IANALB I have to ask "Why"?

The First Amendment was written before the invention of electronic communication. It could not have been written with telephones in mind, let alone cellphones, pagers, robot dialers and computerized call centers.

IMNSHO, the only thing I can imagine the Founding Fathers had in mind was to prevent intimidation, threats, or mayhem against those advocating unpopular views or beliefs. It wasn't because they liked hearing idiots drool politicized platitudes, any more that you or I: it was simply a practical necessity. Speaking "On the stump" was even more a staple of political life at that time than this: after all, many of the voters were illiterate.

The salient feature of the guarantee of free speech is that it assures a speaker the right to advance his views - to anyone willing to hear them. Implicit in any guarantee of "free" speech is the obligation to assure the freedom of those you seek to convince, and that includes not only the freedom not to listen, but also the freedom to avoid the choice of deciding if you should.

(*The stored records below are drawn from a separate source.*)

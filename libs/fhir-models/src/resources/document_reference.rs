use crate::common::complex::{Attachment, CodeableConcept, Reference};
use serde::{Deserialize, Serialize};
use serde_json::Value;
use std::collections::HashMap;

fn default_resource_type() -> String {
    "DocumentReference".to_string()
}

/// Supporting document attached to a declaration
#[derive(Debug, Clone, Default, PartialEq, Serialize, Deserialize)]
#[serde(rename_all = "camelCase")]
pub struct DocumentReference {
    #[serde(default = "default_resource_type")]
    pub resource_type: String,

    #[serde(skip_serializing_if = "Option::is_none")]
    pub id: Option<String>,

    #[serde(skip_serializing_if = "Option::is_none")]
    pub status: Option<String>,

    #[serde(rename = "type", skip_serializing_if = "Option::is_none")]
    pub type_: Option<CodeableConcept>,

    #[serde(skip_serializing_if = "Option::is_none")]
    pub subject: Option<Reference>,

    #[serde(default, skip_serializing_if = "Vec::is_empty")]
    pub content: Vec<DocumentContent>,

    #[serde(flatten)]
    pub additional: HashMap<String, Value>,
}

#[derive(Debug, Clone, Default, PartialEq, Serialize, Deserialize)]
pub struct DocumentContent {
    pub attachment: Attachment,
}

Telephones are intrusive by their nature: we are all trained in the pavlovian response of diving for the receiver when the bell sounds. It does not matter what we think of the message or the way it is being delivered - the phone interrupts us and demands our awareness, and we salivate in time with the gong no matter what we may desire. We have, to be sure, the freedom not to listen - but it is a far cry from the freedom not to walk by the Common or the freedom not to attend a public rally or even the freedom not to pay attention to your wife at the dinner table. Telephones are designed to require, and their advertises do their best to promote, a demand for immediate response and undivided attention.

It isn't fair, and I don't think I should be required to pretend it is. I don't just want the right not to listen - I want the right to not be bothered.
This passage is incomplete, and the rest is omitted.